The problem is under-employment. It won’t be resolved if the residually-employed are notionally shifted from the informal to formal sector.

In an article in January, Soumya Kanti Ghosh and Pulak Ghosh (Ghosh and Ghosh) claimed that seven million new jobs have been created in the formal sector. Their claim is based on the increase in registration under the Employees Provident Fund (EPFO), National Pension Scheme and Employees State Insurance Corporation. The government and the ruling party are now widely quoting this figure. In a column in this paper (‘Robust job growth, not fake news,’ IE, April 28), Surjit Bhalla has, by and large, endorsed this study. The Niti Aayog vice chairperson has discounted these figures slightly but added that 36 million jobs have perhaps been created by the Mudra Scheme and via self-employment in enterprises such as those pertaining to taxi aggregation and e-commerce.

This runs counter to the impression that the shocks of demonetisation and implementation of GST resulted in the loss of many jobs. There were reports of retrenchment of workers and workers migrating from urban to rural areas to seek employment under MGNREGS, and youngsters not getting jobs commensurate to their skills.

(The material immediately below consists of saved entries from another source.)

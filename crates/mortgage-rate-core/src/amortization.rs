//! Annuity amortization primitives.
//!
//! Standard annuity payment math with monthly compounding: the yearly rate
//! is divided by twelve and compounded over the term in months. All math in
//! `rust_decimal::Decimal`.

use rust_decimal::{Decimal, MathematicalOps};
use rust_decimal_macros::dec;

use crate::error::MortgageRateError;
use crate::types::{Money, Percent, Rate};
use crate::MortgageRateResult;

/// Compounding periods per year.
pub const MONTHS_IN_YEAR: u32 = 12;

/// Monthly annuity payment for a loan.
///
/// Computes `principal * mr * (1+mr)^n / ((1+mr)^n - 1)` where `mr` is the
/// monthly rate and `n` the term in months. A zero or negative rate has no
/// annuity payment and is rejected rather than left to divide by zero.
pub fn monthly_payment(
    principal: Money,
    yearly_rate: Rate,
    years: u32,
) -> MortgageRateResult<Money> {
    if principal <= Decimal::ZERO {
        return Err(MortgageRateError::InvalidInput {
            field: "principal".into(),
            reason: "Loan principal must be positive".into(),
        });
    }
    if years == 0 {
        return Err(MortgageRateError::InvalidInput {
            field: "years".into(),
            reason: "Loan term must be at least one year".into(),
        });
    }
    if yearly_rate <= Decimal::ZERO {
        return Err(MortgageRateError::InvalidInput {
            field: "yearly_rate".into(),
            reason: "Yearly rate must be positive for an annuity payment".into(),
        });
    }

    let monthly_rate = yearly_rate / Decimal::from(MONTHS_IN_YEAR);
    let total_months = years * MONTHS_IN_YEAR;
    let factor = (Decimal::ONE + monthly_rate).powd(Decimal::from(total_months));
    let denominator = factor - Decimal::ONE;

    if denominator.is_zero() {
        return Err(MortgageRateError::DivisionByZero {
            context: "annuity factor".into(),
        });
    }

    Ok(principal * monthly_rate * factor / denominator)
}

/// Everything paid over the term at a given monthly cost.
pub fn total_payment(monthly_cost: Money, years: u32) -> Money {
    monthly_cost * Decimal::from(MONTHS_IN_YEAR) * Decimal::from(years)
}

/// Fractional yearly rate from a reference rate plus a bank margin, both in
/// percentage points.
pub fn yearly_rate_from_components(
    reference_rate_percent: Percent,
    marginal_rate_percent: Percent,
) -> Rate {
    (reference_rate_percent + marginal_rate_percent) / dec!(100)
}

#[cfg(test)]
mod tests {
    use super::*;
    use rust_decimal_macros::dec;

    #[test]
    fn test_monthly_payment_basic() {
        // 80000 at 3.64% over 20 years: ~469.74/month by the annuity formula
        let payment = monthly_payment(dec!(80000), dec!(0.0364), 20).unwrap();
        assert!(
            (payment - dec!(469.74)).abs() < dec!(0.01),
            "expected ~469.74, got {payment}"
        );
    }

    #[test]
    fn test_total_payment_exact() {
        assert_eq!(total_payment(dec!(658.27), 20), dec!(157984.80));
    }

    #[test]
    fn test_yearly_rate_from_components() {
        assert_eq!(yearly_rate_from_components(dec!(3.00), dec!(0.64)), dec!(0.0364));
    }

    #[test]
    fn test_zero_rate_rejected() {
        let err = monthly_payment(dec!(80000), Decimal::ZERO, 20).unwrap_err();
        assert!(matches!(err, MortgageRateError::InvalidInput { .. }));
    }

    #[test]
    fn test_zero_term_rejected() {
        let err = monthly_payment(dec!(80000), dec!(0.05), 0).unwrap_err();
        assert!(matches!(err, MortgageRateError::InvalidInput { .. }));
    }
}
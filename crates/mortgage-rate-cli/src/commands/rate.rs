use clap::Args;
use rust_decimal::Decimal;
use serde::{Deserialize, Serialize};
use serde_json::Value;

use mortgage_rate_core::rate_table::RateTable;

/// Arguments for payment-to-rate inversion
#[derive(Args)]
pub struct EstimateRateArgs {
    /// Loan principal
    #[arg(long)]
    pub loan_value: Decimal,

    /// Loan term in years
    #[arg(long)]
    pub years: u32,

    /// Observed monthly payment to invert
    #[arg(long)]
    pub payment: Decimal,
}

#[derive(Debug, Serialize, Deserialize)]
struct EstimateOutput {
    loan_value: Decimal,
    years: u32,
    observed_payment: Decimal,
    estimated_rate_percent: Decimal,
    tabulated_payments: usize,
    lowest_tabulated_payment: u64,
    highest_tabulated_payment: u64,
}

pub fn run_estimate_rate(args: EstimateRateArgs) -> Result<Value, Box<dyn std::error::Error>> {
    let table = RateTable::build(args.loan_value, args.years)?;
    let estimated = table.estimate_rate(args.payment)?;

    Ok(serde_json::to_value(EstimateOutput {
        loan_value: args.loan_value,
        years: args.years,
        observed_payment: args.payment,
        estimated_rate_percent: estimated,
        tabulated_payments: table.len(),
        lowest_tabulated_payment: table.lowest_payment().unwrap_or_default(),
        highest_tabulated_payment: table.highest_payment().unwrap_or_default(),
    })?)
}
use mortgage_rate_core::amortization::{
    monthly_payment, total_payment, yearly_rate_from_components,
};
use mortgage_rate_core::MortgageRateError;
use rust_decimal::Decimal;
use rust_decimal_macros::dec;

// ===========================================================================
// Monthly payment tests
// ===========================================================================

#[test]
fn test_monthly_payment_reference_loan() {
    // 80000 at 3.64% over 20 years.
    // mr = 0.0364/12, n = 240, payment = 80000 * mr * (1+mr)^240 / ((1+mr)^240 - 1)
    // Hand-computed: ~469.74
    let payment = monthly_payment(dec!(80000), dec!(0.0364), 20).unwrap();
    assert!(
        (payment - dec!(469.74)).abs() < dec!(0.01),
        "expected ~469.74, got {payment}"
    );
}

#[test]
fn test_monthly_payment_positive_and_covers_interest() {
    let cases = [
        (dec!(80000), dec!(0.0364), 20),
        (dec!(150000), dec!(0.02), 30),
        (dec!(10000), dec!(0.15), 5),
        (dec!(500000), dec!(0.055), 25),
    ];
    for (principal, rate, years) in cases {
        let payment = monthly_payment(principal, rate, years).unwrap();
        assert!(payment > Decimal::ZERO);
        // Interest is always paid: repaying more than was borrowed.
        assert!(
            total_payment(payment, years) > principal,
            "total repayment must exceed principal for {principal} at {rate}"
        );
    }
}

#[test]
fn test_monthly_payment_monotonic_in_rate() {
    let rates = [
        dec!(0.005),
        dec!(0.01),
        dec!(0.02),
        dec!(0.0364),
        dec!(0.05),
        dec!(0.10),
        dec!(0.30),
    ];
    let mut previous = Decimal::ZERO;
    for rate in rates {
        let payment = monthly_payment(dec!(80000), rate, 20).unwrap();
        assert!(
            payment > previous,
            "payment at {rate} should exceed payment at the previous rate"
        );
        previous = payment;
    }
}

#[test]
fn test_monthly_payment_rejects_degenerate_inputs() {
    assert!(matches!(
        monthly_payment(Decimal::ZERO, dec!(0.05), 20).unwrap_err(),
        MortgageRateError::InvalidInput { .. }
    ));
    assert!(matches!(
        monthly_payment(dec!(80000), Decimal::ZERO, 20).unwrap_err(),
        MortgageRateError::InvalidInput { .. }
    ));
    assert!(matches!(
        monthly_payment(dec!(80000), dec!(-0.01), 20).unwrap_err(),
        MortgageRateError::InvalidInput { .. }
    ));
    assert!(matches!(
        monthly_payment(dec!(80000), dec!(0.05), 0).unwrap_err(),
        MortgageRateError::InvalidInput { .. }
    ));
}

// ===========================================================================
// Total payment and rate composition tests
// ===========================================================================

#[test]
fn test_total_payment_reference_value() {
    // 658.27 * 12 * 20 = 157984.80
    assert_eq!(total_payment(dec!(658.27), 20), dec!(157984.80));
}

#[test]
fn test_yearly_rate_from_components_reference_value() {
    // (3.00 + 0.64) / 100 = 0.0364
    assert_eq!(
        yearly_rate_from_components(dec!(3.00), dec!(0.64)),
        dec!(0.0364)
    );
}
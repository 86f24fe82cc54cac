use rust_decimal::Decimal;
use thiserror::Error;

#[derive(Debug, Error)]
pub enum MortgageRateError {
    #[error("Invalid input for {field}: {reason}")]
    InvalidInput { field: String, reason: String },

    #[error(
        "Monthly payment {payment} is outside the tabulated range [{lowest}, {highest}]"
    )]
    PaymentOutOfRange {
        payment: Decimal,
        lowest: Decimal,
        highest: Decimal,
    },

    #[error("Division by zero in {context}")]
    DivisionByZero { context: String },

    #[error("Insufficient data: {0}")]
    InsufficientData(String),

    #[error("Serialization error: {0}")]
    SerializationError(String),
}

impl From<serde_json::Error> for MortgageRateError {
    fn from(e: serde_json::Error) -> Self {
        MortgageRateError::SerializationError(e.to_string())
    }
}
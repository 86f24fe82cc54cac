use clap::Args;
use serde_json::Value;

use mortgage_rate_core::report::{self, LoanScenario};

use crate::input;

#[derive(Args)]
pub struct ReportArgs {
    /// Path to a JSON scenario file
    #[arg(long)]
    pub input: Option<String>,
}

pub fn run_report(args: ReportArgs) -> Result<Value, Box<dyn std::error::Error>> {
    let scenario: LoanScenario = if let Some(ref path) = args.input {
        input::file::read_json(path)?
    } else if let Some(data) = input::stdin::read_stdin()? {
        serde_json::from_value(data)?
    } else {
        return Err("--input <scenario.json> or stdin required for the loan report".into());
    };
    let result = report::generate_report(&scenario)?;
    Ok(serde_json::to_value(result)?)
}
use serde_json::Value;

/// Print just the key answer value from the output.
///
/// Heuristic: the report's answer is the estimated real rate for the
/// suggested payment; other commands expose their answer through the same
/// priority fields at the top level.
pub fn print_minimal(value: &Value) {
    let result_obj = value
        .as_object()
        .and_then(|m| m.get("result"))
        .unwrap_or(value);

    // The full report nests the answer under the suggested breakdown.
    let answer_obj = result_obj
        .as_object()
        .and_then(|m| m.get("suggested"))
        .unwrap_or(result_obj);

    let priority_keys = [
        "estimated_rate_percent",
        "estimated_full_rate_percent",
        "monthly_payment",
        "total_payment",
    ];

    if let Value::Object(map) = answer_obj {
        for key in &priority_keys {
            if let Some(val) = map.get(*key) {
                if !val.is_null() {
                    println!("{}", format_minimal(val));
                    return;
                }
            }
        }

        if let Some((key, val)) = map.iter().next() {
            println!("{}: {}", key, format_minimal(val));
            return;
        }
    }

    println!("{}", format_minimal(answer_obj));
}

fn format_minimal(value: &Value) -> String {
    match value {
        Value::String(s) => s.clone(),
        Value::Number(n) => n.to_string(),
        Value::Bool(b) => b.to_string(),
        Value::Null => "null".to_string(),
        _ => serde_json::to_string(value).unwrap_or_default(),
    }
}
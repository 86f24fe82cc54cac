pub mod csv_out;
pub mod json;
pub mod markdown;
pub mod minimal;
pub mod table;

use crate::OutputFormat;
use serde_json::Value;

/// Dispatch output to the appropriate formatter.
pub fn format_output(format: &OutputFormat, value: &Value) {
    match format {
        OutputFormat::Markdown => markdown::print_markdown(value),
        OutputFormat::Json => json::print_json(value),
        OutputFormat::Table => table::print_table(value),
        OutputFormat::Csv => csv_out::print_csv(value),
        OutputFormat::Minimal => minimal::print_minimal(value),
    }
}
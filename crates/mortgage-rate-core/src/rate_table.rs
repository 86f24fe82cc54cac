//! Payment-to-rate inversion via a precomputed lookup table.
//!
//! The annuity formula has no closed-form inverse for the rate given a
//! payment, so the estimator tabulates candidate rates over a dense grid,
//! computes each candidate's monthly payment for the fixed principal and
//! term, and answers queries by binary search over the rounded payments.

use std::collections::BTreeMap;

use rust_decimal::prelude::ToPrimitive;
use rust_decimal::Decimal;
use rust_decimal_macros::dec;
use serde::{Deserialize, Serialize};

use crate::amortization::monthly_payment;
use crate::error::MortgageRateError;
use crate::types::{Money, Percent};
use crate::MortgageRateResult;

/// Candidate grid resolution: hundredths of a percent.
const RATE_STEP_PERCENT: Decimal = dec!(0.01);

/// Scale from percentage points to a fractional rate.
const PERCENT_TO_FRACTION: Decimal = dec!(0.01);

/// Candidates spanning 0 to 100% at the grid resolution.
const GRID_POINTS: u32 = 10_000;

/// One tabulated candidate rate.
#[derive(Debug, Clone, Copy, PartialEq, Serialize, Deserialize)]
pub struct RateTableEntry {
    /// Monthly payment rounded up to the nearest whole currency unit.
    pub payment: u64,
    /// The candidate yearly rate producing that payment, in percent.
    pub rate_percent: Percent,
}

/// Immutable payment-to-rate table for one principal and term.
///
/// Entries are strictly ascending by payment. Candidates whose rounded
/// payments collide keep the last (highest) rate, so a lookup returns the
/// highest tabulated rate whose payment does not exceed the observed one.
#[derive(Debug, Clone)]
pub struct RateTable {
    entries: Vec<RateTableEntry>,
}

impl RateTable {
    /// Tabulate candidate rates from one grid step above zero up to 100%.
    ///
    /// The zero candidate is excluded: it has no annuity payment.
    pub fn build(principal: Money, years: u32) -> MortgageRateResult<Self> {
        let mut by_payment: BTreeMap<u64, Percent> = BTreeMap::new();

        for idx in 1..GRID_POINTS {
            let rate = RATE_STEP_PERCENT * Decimal::from(idx) * PERCENT_TO_FRACTION;
            let payment = monthly_payment(principal, rate, years)?;
            let key = payment.ceil().to_u64().ok_or_else(|| {
                MortgageRateError::InvalidInput {
                    field: "principal".into(),
                    reason: format!("Candidate payment {payment} does not fit a table key"),
                }
            })?;
            by_payment.insert(key, rate * dec!(100));
        }

        if by_payment.is_empty() {
            return Err(MortgageRateError::InsufficientData(
                "Rate table has no entries".into(),
            ));
        }

        let entries = by_payment
            .into_iter()
            .map(|(payment, rate_percent)| RateTableEntry {
                payment,
                rate_percent,
            })
            .collect();

        Ok(Self { entries })
    }

    /// Estimate the yearly rate implied by an observed monthly payment.
    ///
    /// Returns the rate of the greatest tabulated payment not exceeding the
    /// observed one; an observed payment exactly equal to a tabulated key
    /// returns that key's rate. Payments below the lowest or above the
    /// highest tabulated payment are out of range.
    pub fn estimate_rate(&self, observed: Money) -> MortgageRateResult<Percent> {
        let (lowest, highest) = match (self.entries.first(), self.entries.last()) {
            (Some(first), Some(last)) => (first.payment, last.payment),
            _ => {
                return Err(MortgageRateError::InsufficientData(
                    "Rate table has no entries".into(),
                ))
            }
        };

        let out_of_range = || MortgageRateError::PaymentOutOfRange {
            payment: observed,
            lowest: Decimal::from(lowest),
            highest: Decimal::from(highest),
        };

        if observed > Decimal::from(highest) {
            return Err(out_of_range());
        }

        let idx = self
            .entries
            .partition_point(|entry| Decimal::from(entry.payment) <= observed);
        if idx == 0 {
            return Err(out_of_range());
        }

        Ok(self.entries[idx - 1].rate_percent)
    }

    pub fn len(&self) -> usize {
        self.entries.len()
    }

    pub fn is_empty(&self) -> bool {
        self.entries.is_empty()
    }

    pub fn entries(&self) -> &[RateTableEntry] {
        &self.entries
    }

    /// Lowest tabulated payment, in whole currency units.
    pub fn lowest_payment(&self) -> Option<u64> {
        self.entries.first().map(|entry| entry.payment)
    }

    /// Highest tabulated payment, in whole currency units.
    pub fn highest_payment(&self) -> Option<u64> {
        self.entries.last().map(|entry| entry.payment)
    }
}

#[cfg(test)]
mod tests {
    use super::*;
    use rust_decimal_macros::dec;

    #[test]
    fn test_entries_strictly_ascending() {
        let table = RateTable::build(dec!(80000), 20).unwrap();
        assert!(table.len() > 1000);
        for pair in table.entries().windows(2) {
            assert!(pair[0].payment < pair[1].payment);
            assert!(pair[0].rate_percent < pair[1].rate_percent);
        }
    }

    #[test]
    fn test_exact_key_is_inclusive() {
        let table = RateTable::build(dec!(80000), 20).unwrap();
        let entry = table.entries()[table.len() / 2];
        let rate = table.estimate_rate(Decimal::from(entry.payment)).unwrap();
        assert_eq!(rate, entry.rate_percent);
    }

    #[test]
    fn test_payment_below_table_is_out_of_range() {
        let table = RateTable::build(dec!(80000), 20).unwrap();
        let err = table.estimate_rate(dec!(10)).unwrap_err();
        assert!(matches!(err, MortgageRateError::PaymentOutOfRange { .. }));
    }

    #[test]
    fn test_payment_above_table_is_out_of_range() {
        let table = RateTable::build(dec!(80000), 20).unwrap();
        let err = table.estimate_rate(dec!(1000000)).unwrap_err();
        assert!(matches!(err, MortgageRateError::PaymentOutOfRange { .. }));
    }
}
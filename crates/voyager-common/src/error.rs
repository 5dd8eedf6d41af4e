//! Error types for the Voyager operator
//!
//! Errors are structured with fields to aid debugging in production. The
//! variants follow the controller's failure taxonomy: configuration mistakes
//! and missing references are terminal for a reconciliation pass, while API
//! and internal failures are retried with backoff.

use thiserror::Error;

/// Main error type for Voyager operations
#[derive(Debug, Error)]
pub enum Error {
    /// Kubernetes API error
    #[error("kubernetes error: {source}")]
    Kube {
        /// The underlying kube-rs error
        #[from]
        source: kube::Error,
    },

    /// Bad or conflicting user configuration (annotation, port, backend name)
    #[error("config error for {ingress}: {message}")]
    Config {
        /// Ingress whose configuration is invalid
        ingress: String,
        /// Description of what's invalid
        message: String,
        /// The offending field or annotation key
        field: Option<String>,
    },

    /// A referenced Service, Secret or ConfigMap does not exist
    #[error("reference error for {ingress}: {kind} '{name}' not found")]
    Reference {
        /// Ingress holding the reference
        ingress: String,
        /// Kind of the missing object
        kind: String,
        /// Namespaced name of the missing object
        name: String,
    },

    /// Serialization/deserialization error
    #[error("serialization error: {message}")]
    Serialization {
        /// Description of what failed
        message: String,
    },

    /// Internal/operational error
    #[error("internal error [{context}]: {message}")]
    Internal {
        /// Description of what failed
        message: String,
        /// Context where the error occurred (e.g., "reconciler", "renderer")
        context: String,
    },
}

impl Error {
    /// Create a config error for a specific ingress
    pub fn config_for(ingress: impl Into<String>, msg: impl Into<String>) -> Self {
        Self::Config {
            ingress: ingress.into(),
            message: msg.into(),
            field: None,
        }
    }

    /// Create a config error naming the offending field
    pub fn config_for_field(
        ingress: impl Into<String>,
        field: impl Into<String>,
        msg: impl Into<String>,
    ) -> Self {
        Self::Config {
            ingress: ingress.into(),
            message: msg.into(),
            field: Some(field.into()),
        }
    }

    /// Create a reference error for a missing object
    pub fn reference(
        ingress: impl Into<String>,
        kind: impl Into<String>,
        name: impl Into<String>,
    ) -> Self {
        Self::Reference {
            ingress: ingress.into(),
            kind: kind.into(),
            name: name.into(),
        }
    }

    /// Create a serialization error with the given message
    pub fn serialization(msg: impl Into<String>) -> Self {
        Self::Serialization {
            message: msg.into(),
        }
    }

    /// Create an internal error with context
    pub fn internal_with_context(context: impl Into<String>, msg: impl Into<String>) -> Self {
        Self::Internal {
            message: msg.into(),
            context: context.into(),
        }
    }

    /// Check if this error is retryable
    ///
    /// Config and reference errors need a user change (references are
    /// re-triggered through the watch index). Kubernetes client errors are
    /// retried unless the API server rejected the request outright.
    pub fn is_retryable(&self) -> bool {
        match self {
            Error::Kube { source } => match source {
                kube::Error::Api(ae) => {
                    !(400..500).contains(&ae.code) || ae.code == 409 || ae.code == 429
                }
                _ => true,
            },
            Error::Config { .. } => false,
            Error::Reference { .. } => false,
            Error::Serialization { .. } => false,
            Error::Internal { .. } => true,
        }
    }

    /// Short, stable label for metrics (`config`, `reference`, `kube`, ...)
    pub fn class(&self) -> &'static str {
        match self {
            Error::Kube { .. } => "kube",
            Error::Config { .. } => "config",
            Error::Reference { .. } => "reference",
            Error::Serialization { .. } => "serialization",
            Error::Internal { .. } => "internal",
        }
    }
}
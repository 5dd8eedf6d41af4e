//! Metrics registry for Voyager observability
//!
//! Provides OpenTelemetry metrics for:
//! - Ingress reconciliation (duration, errors by class)
//! - Offshoot drift restoration
//! - Rendered HAProxy config size

use once_cell::sync::Lazy;
use opentelemetry::global;
use opentelemetry::metrics::{Counter, Histogram, Meter};
use opentelemetry::KeyValue;

/// Global meter for Voyager metrics
static METER: Lazy<Meter> = Lazy::new(|| global::meter("voyager"));

// ============================================================================
// Reconciliation Metrics
// ============================================================================

/// Histogram of ingress reconciliation duration
///
/// Labels:
/// - `ingress`: namespace/name
/// - `result`: success, error
pub static INGRESS_RECONCILE_DURATION: Lazy<Histogram<f64>> = Lazy::new(|| {
    METER
        .f64_histogram("voyager_ingress_reconcile_duration_seconds")
        .with_description("Duration of ingress reconciliation in seconds")
        .with_unit("s")
        .build()
});

/// Counter of ingress reconciliation errors
///
/// Labels:
/// - `ingress`: namespace/name
/// - `error_class`: config, reference, kube, serialization, internal
pub static INGRESS_RECONCILE_ERRORS: Lazy<Counter<u64>> = Lazy::new(|| {
    METER
        .u64_counter("voyager_ingress_reconcile_errors_total")
        .with_description("Total number of ingress reconciliation errors")
        .with_unit("{errors}")
        .build()
});

/// Counter of offshoots recreated after out-of-band deletion
///
/// Labels:
/// - `kind`: ConfigMap, Service, Deployment, DaemonSet, ...
pub static OFFSHOOTS_RESTORED: Lazy<Counter<u64>> = Lazy::new(|| {
    METER
        .u64_counter("voyager_offshoots_restored_total")
        .with_description("Total number of offshoot objects recreated after drift")
        .with_unit("{objects}")
        .build()
});

/// Histogram of rendered HAProxy config size in bytes
pub static RENDERED_CONFIG_BYTES: Lazy<Histogram<u64>> = Lazy::new(|| {
    METER
        .u64_histogram("voyager_rendered_config_bytes")
        .with_description("Size of the rendered HAProxy configuration")
        .with_unit("By")
        .build()
});

// ============================================================================
// Metric Recording Helpers
// ============================================================================

/// Record an ingress reconciliation with timing
pub struct ReconcileTimer {
    ingress: String,
    start: std::time::Instant,
}

impl ReconcileTimer {
    /// Start timing a reconciliation
    pub fn start(ingress: impl Into<String>) -> Self {
        Self {
            ingress: ingress.into(),
            start: std::time::Instant::now(),
        }
    }

    /// Record successful completion
    pub fn success(self) {
        let duration = self.start.elapsed().as_secs_f64();
        INGRESS_RECONCILE_DURATION.record(
            duration,
            &[
                KeyValue::new("ingress", self.ingress),
                KeyValue::new("result", "success"),
            ],
        );
    }

    /// Record error completion
    pub fn error(self, error_class: &str) {
        let duration = self.start.elapsed().as_secs_f64();
        INGRESS_RECONCILE_DURATION.record(
            duration,
            &[
                KeyValue::new("ingress", self.ingress.clone()),
                KeyValue::new("result", "error"),
            ],
        );
        INGRESS_RECONCILE_ERRORS.add(
            1,
            &[
                KeyValue::new("ingress", self.ingress),
                KeyValue::new("error_class", error_class.to_string()),
            ],
        );
    }
}

/// Count an offshoot restored after drift
pub fn record_offshoot_restored(kind: &str) {
    OFFSHOOTS_RESTORED.add(1, &[KeyValue::new("kind", kind.to_string())]);
}

/// Record the size of a freshly rendered config
pub fn record_rendered_config(bytes: usize) {
    RENDERED_CONFIG_BYTES.record(bytes as u64, &[]);
}
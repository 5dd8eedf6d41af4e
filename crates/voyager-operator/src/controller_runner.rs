//! Controller runner - builds the Ingress controller future
//!
//! Referenced Services, Endpoints, Secrets and ConfigMaps are mapped back to
//! Ingresses through the shared [`ReferenceIndex`]; offshoots are mapped back
//! through their `origin-name` label so out-of-band edits and deletions are
//! repaired without waiting for the periodic resync.

use std::collections::BTreeSet;
use std::future::Future;
use std::pin::Pin;
use std::sync::Arc;

use futures::StreamExt;
use k8s_openapi::api::apps::v1::{DaemonSet, Deployment};
use k8s_openapi::api::core::v1::{ConfigMap, Endpoints, Secret, Service};
use k8s_openapi::apimachinery::pkg::apis::meta::v1::ObjectMeta;
use k8s_openapi::NamespaceResourceScope;
use kube::runtime::reflector::ObjectRef;
use kube::runtime::watcher::Config as WatcherConfig;
use kube::runtime::Controller;
use kube::{Api, Client, Resource};

use voyager_common::crd::Ingress;
use voyager_common::kube_utils::owning_ingress;
use voyager_common::OFFSHOOT_SELECTOR;
use voyager_ingress::controller::{error_policy, reconcile, IngressContext};
use voyager_ingress::{ObjectKey, OperatorConfig, RefKind, ReferenceIndex};

/// Watcher timeout (seconds) - must be less than client read_timeout (30s)
const WATCH_TIMEOUT_SECS: u32 = 25;

fn watcher_config() -> WatcherConfig {
    WatcherConfig::default().timeout(WATCH_TIMEOUT_SECS)
}

fn scoped<K>(client: &Client, namespace: Option<&str>) -> Api<K>
where
    K: Resource<Scope = NamespaceResourceScope, DynamicType = ()>,
{
    match namespace {
        Some(ns) => Api::namespaced(client.clone(), ns),
        None => Api::all(client.clone()),
    }
}

/// Ingresses to requeue when the object described by `meta` changes.
///
/// `kind` is `None` for kinds the controller only ever creates itself.
fn affected_ingresses(
    index: &ReferenceIndex,
    kind: Option<RefKind>,
    meta: &ObjectMeta,
) -> Vec<ObjectRef<Ingress>> {
    let (Some(namespace), Some(name)) = (meta.namespace.as_deref(), meta.name.as_deref()) else {
        return vec![];
    };

    let mut affected: BTreeSet<ObjectKey> = BTreeSet::new();
    if let Some(kind) = kind {
        affected.extend(index.ingresses_for(kind, &ObjectKey::new(namespace, name)));
    }
    if let Some(owner) = owning_ingress(meta) {
        affected.insert(ObjectKey::new(namespace, owner));
    }

    if !affected.is_empty() {
        tracing::debug!(
            object = %name,
            namespace = %namespace,
            affected_count = affected.len(),
            "Triggering re-reconciliation of affected ingresses"
        );
    }

    affected
        .into_iter()
        .map(|key| ObjectRef::<Ingress>::new(&key.name).within(&key.namespace))
        .collect()
}

/// Build the Ingress controller future
pub fn build_ingress_controller(
    client: Client,
    config: OperatorConfig,
) -> Pin<Box<dyn Future<Output = ()> + Send>> {
    let ctx = Arc::new(IngressContext::from_client(client.clone(), config));
    let namespace = ctx.config.watch_namespace.clone();
    let ns = namespace.as_deref();

    match ns {
        Some(ns) => tracing::info!(namespace = %ns, "- Ingress controller (single namespace)"),
        None => tracing::info!("- Ingress controller (all namespaces)"),
    }

    let index = ctx.index.clone();
    let services_index = index.clone();
    let endpoints_index = index.clone();
    let secrets_index = index.clone();
    let config_maps_index = index.clone();
    let deployments_index = index.clone();
    let daemon_sets_index = index;

    Box::pin(
        Controller::new(scoped::<Ingress>(&client, ns), watcher_config())
            .watches(scoped::<Service>(&client, ns), watcher_config(), move |svc| {
                affected_ingresses(&services_index, Some(RefKind::Service), &svc.metadata)
            })
            .watches(scoped::<Endpoints>(&client, ns), watcher_config(), move |ep| {
                affected_ingresses(&endpoints_index, Some(RefKind::Endpoints), &ep.metadata)
            })
            .watches(scoped::<Secret>(&client, ns), watcher_config(), move |secret| {
                affected_ingresses(&secrets_index, Some(RefKind::Secret), &secret.metadata)
            })
            .watches(scoped::<ConfigMap>(&client, ns), watcher_config(), move |cm| {
                affected_ingresses(&config_maps_index, Some(RefKind::ConfigMap), &cm.metadata)
            })
            .watches(
                scoped::<Deployment>(&client, ns),
                watcher_config().labels(OFFSHOOT_SELECTOR),
                move |deploy| affected_ingresses(&deployments_index, None, &deploy.metadata),
            )
            .watches(
                scoped::<DaemonSet>(&client, ns),
                watcher_config().labels(OFFSHOOT_SELECTOR),
                move |ds| affected_ingresses(&daemon_sets_index, None, &ds.metadata),
            )
            .shutdown_on_signal()
            .run(reconcile, error_policy, ctx)
            .for_each(log_reconcile_result("Ingress")),
    )
}

fn log_reconcile_result<T: std::fmt::Debug, E: std::fmt::Debug>(
    controller_name: &'static str,
) -> impl Fn(Result<T, E>) -> std::future::Ready<()> {
    move |result| {
        match result {
            Ok(action) => tracing::debug!(?action, "{} reconciliation completed", controller_name),
            Err(e) => tracing::error!(error = ?e, "{} reconciliation error", controller_name),
        }
        std::future::ready(())
    }
}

With no social security, few in India can afford to remain unemployed. Many who do not get formal employment often have no option but to carry headload or push carts. Hence, the issue at stake is under-employment. This author has been arguing for long that the sector in which a person is employed, formal or informal, matters much in reckoning employment figures. If there is an increase of seven million jobs, has there been a corresponding decline in informal sector jobs? If taxi aggregators are offering jobs, are these at the expense of traditional taxi drivers and private chauffeurs?

Seven million new jobs on a base of about 50 million in the formal sector would represent a growth of 14 per cent. Is this likely when the economy’s growth rate plummeted after demonetisation and implementation of GST?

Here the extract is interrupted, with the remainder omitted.